Figure 1. Specific regulation of FRα by androgen.

(A) HeLa cells transfected with AR expression plasmid were treated with 10 nM testosterone (Test) or vehicle for 3 days. FRα cell surface expression was quantified. (B) T47D cells or ACH-3P cells were treated with 10 nM R1881 or vehicle for 72h. FRα cell surface expression and the FRα mRNA were measured. (C) Hormone deplete HeLa cells were transfected with one of the following constructs: the FRα promoter Luc, SV40 promoter Luc or PGL3 Basic Luc (empty vector control plasmid). The cells were co-transfected with either the expression plasmid for AR or the vector control as well as the Renilla luciferase plasmid (transfection control) and either untreated or treated for 48h with testosterone (10 nM).
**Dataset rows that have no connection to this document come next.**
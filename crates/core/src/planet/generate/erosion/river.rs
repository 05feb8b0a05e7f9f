use super::ErosionContext;
use crate::planet::{climate::ClimateZone, river::River};
use fnv::FnvHashSet;
use log::debug;
use rand::{seq::SliceRandom, Rng};

/// Every planet gets at least this many rivers (if it has the sources)
const MIN_RIVER_CAP: usize = 3;
/// One more river is allowed per this many polygons
const POLYGONS_PER_RIVER: usize = 500;
/// A source may not sit this far below any of its neighbors
const SOURCE_PEAK_TOLERANCE: f64 = 0.5;
/// Tracing stops once a river reaches water this deep
const TRACE_FLOOR: f64 = -1.0;
/// Sediment dropped at the mouth of a river that flows into water
const DELTA_DEPOSIT: f64 = 0.2;

/// Trace rivers from random high, wet polygons down to the sea (or until
/// they freeze), and carve a valley along each one. Returns the rivers in
/// the order they were carved.
pub fn carve_rivers(
    heights: &mut [f64],
    rainfall: &[f64],
    context: &ErosionContext,
    rng: &mut impl Rng,
) -> Vec<River> {
    let mut sources: Vec<usize> = (0..context.polygon_count())
        .filter(|&polygon| is_source(polygon, heights, rainfall, context))
        .collect();
    sources.shuffle(rng);
    let max_rivers =
        (context.polygon_count() / POLYGONS_PER_RIVER).max(MIN_RIVER_CAP);
    debug!(
        "Found {} river sources, keeping at most {} rivers",
        sources.len(),
        max_rivers
    );

    let mut rivers = Vec::new();
    for source in sources {
        if rivers.len() >= max_rivers {
            break;
        }
        let cells = trace(source, heights, context);
        // Just a source and a mouth isn't a river
        if cells.len() <= 2 {
            continue;
        }

        let profile: Vec<f64> =
            cells.iter().map(|&cell| heights[cell]).collect();
        let terminus = cells[cells.len() - 1];
        let frozen = context.climates[terminus] == ClimateZone::Polar
            && heights[terminus] > 0.0;
        carve(heights, &cells, frozen, context);
        rivers.push(River::new(cells, profile, frozen));
    }
    rivers
}

/// A river can start on any wet, elevated, unfrozen polygon that isn't
/// sitting in a hole
fn is_source(
    polygon: usize,
    heights: &[f64],
    rainfall: &[f64],
    context: &ErosionContext,
) -> bool {
    let settings = &context.config.erosion;
    let height = heights[polygon];
    rainfall[polygon] > settings.river_source_threshold
        && height > settings.river_source_elevation_min
        && context.climates[polygon] != ClimateZone::Polar
        && context
            .adjacency
            .neighbors(polygon)
            .iter()
            .all(|&neighbor| {
                heights[neighbor] <= height + SOURCE_PEAK_TOLERANCE
            })
}

/// Follow the steepest way down from a source. The walk ends when the river
/// reaches deep enough water, freezes in a polar cell, or has nowhere lower
/// to go. If it ended by running into water, that water cell is the mouth.
fn trace(
    source: usize,
    heights: &[f64],
    context: &ErosionContext,
) -> Vec<usize> {
    let mut path = Vec::new();
    let mut visited = FnvHashSet::default();
    let mut current = source;

    while heights[current] > TRACE_FLOOR && visited.insert(current) {
        path.push(current);
        if context.climates[current] == ClimateZone::Polar && path.len() > 1 {
            break;
        }
        match context.lowest_neighbor(heights, current) {
            Some(next) if heights[next] < heights[current] => current = next,
            _ => break,
        }
    }

    if !visited.contains(&current) && heights[current] < 0.0 {
        path.push(current);
    }
    path
}

/// Cut a valley along a river, deepest at the source and fading out toward
/// the mouth. Frozen rivers carve half as deep. A river that flows into
/// water builds up a small delta at its mouth.
fn carve(
    heights: &mut [f64],
    cells: &[usize],
    frozen: bool,
    context: &ErosionContext,
) {
    let depth = context.config.erosion.river_carve_depth
        * if frozen { 0.5 } else { 1.0 };
    let len = cells.len() as f64;
    for (i, &cell) in cells.iter().enumerate() {
        heights[cell] -= depth * (1.0 - i as f64 / len);
    }

    if let Some(&mouth) = cells.last() {
        if !frozen && heights[mouth] <= 0.0 {
            heights[mouth] += DELTA_DEPOSIT;
        }
    }
}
The cells were then harvested to measure luciferase activity (D) Hormone deplete HeLa cells were transfected with the FRα promoter Luc or the PSA promoter Luc. The cells were co-transfected with either the expression plasmid for AR as well as the Renilla luciferase plasmid (transfection control) and either untreated or treated for 48h with different doses of testosterone. The cells were then harvested to measure luciferase activity. (E) Hormone deplete HeLa cells were transfected with the FRα promoter Luc or the PSA promoter Luc. The cells were co-transfected with either the expression plasmid for AR as well as the Renilla luciferase plasmid (transfection control). 48h post-transfection, the cells were either untreated or treated for different periods with testosterone (10 nM). The cells were then harvested to measure luciferase activity. P values for the differences noted in the text were < 0.001.